(Collected data)
^^^^

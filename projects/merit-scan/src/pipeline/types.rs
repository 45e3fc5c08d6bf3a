use crate::run_context::VideoMetadata;
use serde::{Deserialize, Serialize};
use std::sync::Arc;

/// Bounding box in percentage-of-frame units (0-100 on both axes)
#[derive(Serialize, Deserialize, Debug, Clone, Copy, PartialEq)]
pub struct BoundingBox {
    pub x: f64,
    pub y: f64,
    pub width: f64,
    pub height: f64,
}

/// Structured classifier answer for one frame.
#[derive(Serialize, Deserialize, Debug, Clone, PartialEq)]
#[serde(rename_all = "camelCase")]
pub struct DetectionResponse {
    pub human_detected: bool,
    pub description: String,
    pub confidence: f64,
    #[serde(default, skip_serializing_if = "Option::is_none")]
    pub bounding_box: Option<BoundingBox>,
}

/// One sampled instant of the source video, whether or not a human was found.
#[derive(Serialize, Deserialize, Debug, Clone, PartialEq)]
#[serde(rename_all = "camelCase")]
pub struct DetectedFrame {
    pub id: String,
    pub frame_number: u64,
    /// Seconds into the source video
    pub timestamp: f64,
    /// Self-contained `data:` URL of the captured still
    pub image_url: String,
    pub human_detected: bool,
    pub confidence: f64,
    pub description: String,
    #[serde(default, skip_serializing_if = "Option::is_none")]
    pub bounding_box: Option<BoundingBox>,
}

impl DetectedFrame {
    /// A freshly captured frame, before classification.
    pub fn sampled(frame_number: u64, timestamp: f64, image_url: String) -> Self {
        Self {
            id: format!("frame-{}", frame_number),
            frame_number,
            timestamp,
            image_url,
            human_detected: false,
            confidence: 0.0,
            description: String::new(),
            bounding_box: None,
        }
    }

    /// Overwrites the classification fields. Identity, timestamp and image are kept.
    pub fn enrich(mut self, response: DetectionResponse) -> Self {
        self.human_detected = response.human_detected;
        self.confidence = if response.confidence.is_finite() {
            response.confidence.clamp(0.0, 1.0)
        } else {
            0.0
        };
        self.description = response.description;
        self.bounding_box = response.bounding_box;
        self
    }
}

/// Lifecycle of a coordinator run
#[derive(Serialize, Deserialize, Debug, Clone, Copy, PartialEq, Eq)]
#[serde(rename_all = "lowercase")]
pub enum RunState {
    Idle,
    Running,
    Paused,
    Completed,
    Cancelled,
    Failed,
}

impl RunState {
    /// A run exists and has not reached a terminal state.
    pub fn is_active(self) -> bool {
        matches!(self, Self::Running | Self::Paused)
    }

    pub fn is_terminal(self) -> bool {
        matches!(self, Self::Completed | Self::Cancelled | Self::Failed)
    }
}

/// Aggregate progress of the current run, owned by the coordinator.
#[derive(Serialize, Deserialize, Debug, Clone, PartialEq, Default)]
#[serde(rename_all = "camelCase")]
pub struct ProcessingStatus {
    pub is_processing: bool,
    /// Advisory estimate: round(duration * frame rate)
    pub total_frames: u64,
    pub processed_frames: u64,
    pub detected_frames: u64,
    /// 0-100, share of the timeline covered by playback
    pub progress: f64,
    pub current_timestamp: f64,
    /// Oldest first, append-only
    pub errors: Vec<String>,
}

impl ProcessingStatus {
    /// Zero status for a run that is about to start.
    pub fn for_run(metadata: &VideoMetadata) -> Self {
        Self {
            is_processing: true,
            total_frames: metadata.estimated_total_frames(),
            ..Self::default()
        }
    }

    /// The error surfaced prominently to the operator.
    pub fn last_error(&self) -> Option<&str> {
        self.errors.last().map(String::as_str)
    }
}

/// Read-only view pushed to observers on every state change.
#[derive(Serialize, Debug, Clone)]
#[serde(rename_all = "camelCase")]
pub struct StatusSnapshot {
    pub state: RunState,
    pub status: ProcessingStatus,
    pub metadata: Option<VideoMetadata>,
    /// Detections in frame-number order
    pub detections: Vec<Arc<DetectedFrame>>,
}

impl Default for StatusSnapshot {
    fn default() -> Self {
        Self {
            state: RunState::Idle,
            status: ProcessingStatus::default(),
            metadata: None,
            detections: Vec::new(),
        }
    }
}

#[cfg(test)]
mod tests {
    use super::*;

    #[test]
    fn test_enrich_keeps_identity() {
        let frame = DetectedFrame::sampled(7, 7.0, "data:image/jpeg;base64,AAAA".into());
        let enriched = frame.clone().enrich(DetectionResponse {
            human_detected: true,
            description: "Human detected in the center of the frame.".into(),
            confidence: 1.7,
            bounding_box: Some(BoundingBox {
                x: 40.0,
                y: 40.0,
                width: 10.0,
                height: 20.0,
            }),
        });

        assert_eq!(enriched.id, "frame-7");
        assert_eq!(enriched.frame_number, frame.frame_number);
        assert_eq!(enriched.timestamp, frame.timestamp);
        assert_eq!(enriched.image_url, frame.image_url);
        assert!(enriched.human_detected);
        // Out-of-range confidence from a remote model is clamped
        assert_eq!(enriched.confidence, 1.0);
    }

    #[test]
    fn test_frame_serializes_camel_case() {
        let frame = DetectedFrame::sampled(0, 0.0, "data:,".into());
        let json = serde_json::to_value(&frame).unwrap();
        assert_eq!(json["frameNumber"], 0);
        assert_eq!(json["humanDetected"], false);
        assert!(json.get("boundingBox").is_none());
    }

    #[test]
    fn test_run_state_classes() {
        assert!(RunState::Paused.is_active());
        assert!(!RunState::Paused.is_terminal());
        assert!(RunState::Cancelled.is_terminal());
        assert!(!RunState::Idle.is_active());
        assert!(!RunState::Idle.is_terminal());
    }
}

^^^^

**ABOUT THIS EXERCISE:**
Look above for lines with the word "false" and copy them all.

**WRITTEN SOLUTION:**
            human_detected: false,
        assert_eq!(json["humanDetected"], false);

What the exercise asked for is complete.